Jack’s mother keeps him busy with daily routines and teaches him to read and write, and about everything in the world. But Jack believes these are just made up stories that aren’t real. They couldn’t be real because he’s never actually seen any of those things in his room.

We only begin to realize what is happening when a man arrives in the room. Old Nick occasionally visits the room for a short while to bring food and toys, and takes mother with him to the bed. During this time Jack must hide in Closet until Old Nick leaves. This all seems fairly normal to Jack who has never known different.

One day when she feels Jack is old enough, Ma tells him that it’s time to leave Room, that there’s more behind the walls of Room and that the stories she told him are all true. Jack is curious but likes his room and is scared of leaving it. His mother knows that the world is much bigger because she was not always in Room. She grew up in the world and has been in Room since she was a teenager seven years ago.

Room explores the traumatic psychological effects of prolonged forced physical confinement and how as children we can adjust more easily to our environment no matter how difficult and deprived it may be. 

Abduction and its traumatic effect on the victims are not often talked about. This film delves into the issues of abduction from the victim’s point of view. Telling the story from the child’s perspective gives the film an added emotional dimension of fear and tension.
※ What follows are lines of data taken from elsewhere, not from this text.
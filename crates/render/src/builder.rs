//! Recursive driver turning semantic nodes into output nodes.

use crate::attributes::map_attributes;
use crate::classify::classify;
use crate::context::RenderContext;
use crate::dispatch::{resolve_custom_attrs, resolve_override};
use crate::output::{Attributes, ElementNode, Listeners, OutputNode};
use crate::registry::{CustomAttrsRegistry, OverrideProps, OverrideRegistry};
use mdvtree_core::{Element, HtmlPropertyNames, PropertyNames, Root, SemanticNode};
use std::borrow::Cow;
use std::collections::HashMap;

/// Tag of the element wrapping a whole document.
pub const DOCUMENT_TAG: &str = "div";

/// Renders semantic trees using a property-name lookup and two registries.
pub struct Renderer {
    names: Box<dyn PropertyNames>,
    custom_attrs: CustomAttrsRegistry,
    overrides: OverrideRegistry,
}

impl Default for Renderer {
    fn default() -> Self {
        Self::new()
    }
}

/// State carried from one sibling to the next within a single child list.
struct Siblings {
    /// Occurrences seen so far per tag name, for keys.
    counters: HashMap<String, usize>,
    /// Context the next sibling is classified under.
    context: RenderContext,
}

impl Siblings {
    fn new(context: RenderContext) -> Self {
        Self {
            counters: HashMap::new(),
            context,
        }
    }

    fn next_key(&mut self, tag: &str) -> String {
        let n = self.counters.entry(tag.to_string()).or_insert(0);
        let key = format!("{}-{}", tag, n);
        *n += 1;
        key
    }
}

impl Renderer {
    /// Creates a renderer with HTML property names and empty registries.
    pub fn new() -> Self {
        Self {
            names: Box::new(HtmlPropertyNames),
            custom_attrs: CustomAttrsRegistry::new(),
            overrides: OverrideRegistry::new(),
        }
    }

    /// Replaces the property-name lookup.
    pub fn with_property_names(mut self, names: impl PropertyNames + 'static) -> Self {
        self.names = Box::new(names);
        self
    }

    /// Sets the custom-attributes registry.
    pub fn with_custom_attrs(mut self, registry: CustomAttrsRegistry) -> Self {
        self.custom_attrs = registry;
        self
    }

    /// Sets the override registry.
    pub fn with_overrides(mut self, registry: OverrideRegistry) -> Self {
        self.overrides = registry;
        self
    }

    /// Renders the children of `root` under a fresh root context.
    pub fn render_root(&self, root: &Root) -> Vec<OutputNode> {
        self.render(&root.children, &RenderContext::root(), None)
    }

    /// Renders a whole document wrapped in a `div` carrying `wrapper_attrs`.
    pub fn render_document(&self, root: &Root, wrapper_attrs: Attributes) -> OutputNode {
        OutputNode::Element(ElementNode {
            tag: DOCUMENT_TAG.to_string(),
            key: format!("{}-0", DOCUMENT_TAG),
            attrs: wrapper_attrs,
            on: Listeners::new(),
            children: self.render_root(root),
        })
    }

    /// Renders a sibling list.
    ///
    /// `parent_tag` is the tag of the element owning `nodes`, `None` at the root.
    /// Nodes that render as nothing are left out of the result.
    pub fn render(
        &self,
        nodes: &[SemanticNode],
        context: &RenderContext,
        parent_tag: Option<&str>,
    ) -> Vec<OutputNode> {
        let (_, rendered) = nodes.iter().fold(
            (Siblings::new(*context), Vec::with_capacity(nodes.len())),
            |(mut siblings, mut out), node| {
                if let Some(output) = self.render_node(node, parent_tag, &mut siblings) {
                    out.push(output);
                }
                (siblings, out)
            },
        );
        rendered
    }

    fn render_node(
        &self,
        node: &SemanticNode,
        parent_tag: Option<&str>,
        siblings: &mut Siblings,
    ) -> Option<OutputNode> {
        match node {
            SemanticNode::Text(text) => Some(OutputNode::text(text.value.clone())),
            SemanticNode::Element(element) => Some(self.render_element(element, parent_tag, siblings)),
            SemanticNode::Other(other) => {
                log::debug!("skipping `{}` node", other.kind);
                None
            }
        }
    }

    fn render_element(
        &self,
        element: &Element,
        parent_tag: Option<&str>,
        siblings: &mut Siblings,
    ) -> OutputNode {
        let key = siblings.next_key(&element.tag_name);
        let class = classify(element, parent_tag, &siblings.context);
        siblings.context = class.sibling_context;

        let attrs = map_attributes(
            &element.properties,
            class.consumed,
            class.space,
            self.names.as_ref(),
        );

        let mut combined = attrs.clone();
        combined.extend(class.props.to_map());
        let node = match class.consumed {
            Some(consumed) => Cow::Owned(without_property(element, consumed)),
            None => Cow::Borrowed(element),
        };
        let custom = resolve_custom_attrs(&self.custom_attrs, &class.labels, &node, &combined);

        let children = self.render(
            &element.children,
            &class.child_context,
            Some(element.tag_name.as_str()),
        );

        let mut merged = attrs;
        merged.extend(custom.attrs);

        if let Some((label, handler)) = resolve_override(&self.overrides, &class.labels) {
            log::trace!("override `{}` renders <{}> ({})", label, element.tag_name, key);
            return handler.render(OverrideProps {
                tag: element.tag_name.clone(),
                key,
                attrs: merged,
                props: class.props,
                on: custom.on,
                children,
            });
        }

        OutputNode::Element(ElementNode {
            tag: element.tag_name.clone(),
            key,
            attrs: merged,
            on: custom.on,
            children,
        })
    }
}

/// Copy of `element` without the property `key`.
fn without_property(element: &Element, key: &str) -> Element {
    let mut copy = element.clone();
    copy.properties.remove(key);
    copy
}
With Irish director Lenny Abrahamson’s skillful guidance and collaboration with the author/screenwriter, this Irish/Canadian production feels immediate and relevant in its portrayal of the powerful subject matter.

Ma, played by Brie Larson, and Jack who is portrayed by Jacob Tremblay, have a real intimate and honest chemistry that lends itself to a powerful and truthful performance as mother and son who in many ways need each other to survive.

Room grapples with some difficult and disturbing subject matter in a positive way that feels uplifting and inspirational. Audiences have come away from the experience of the film with appreciative and emotional reactions, which is a testament to the dedicated cast and filmmakers and attests to its status as the People’s Choice award winner in Toronto.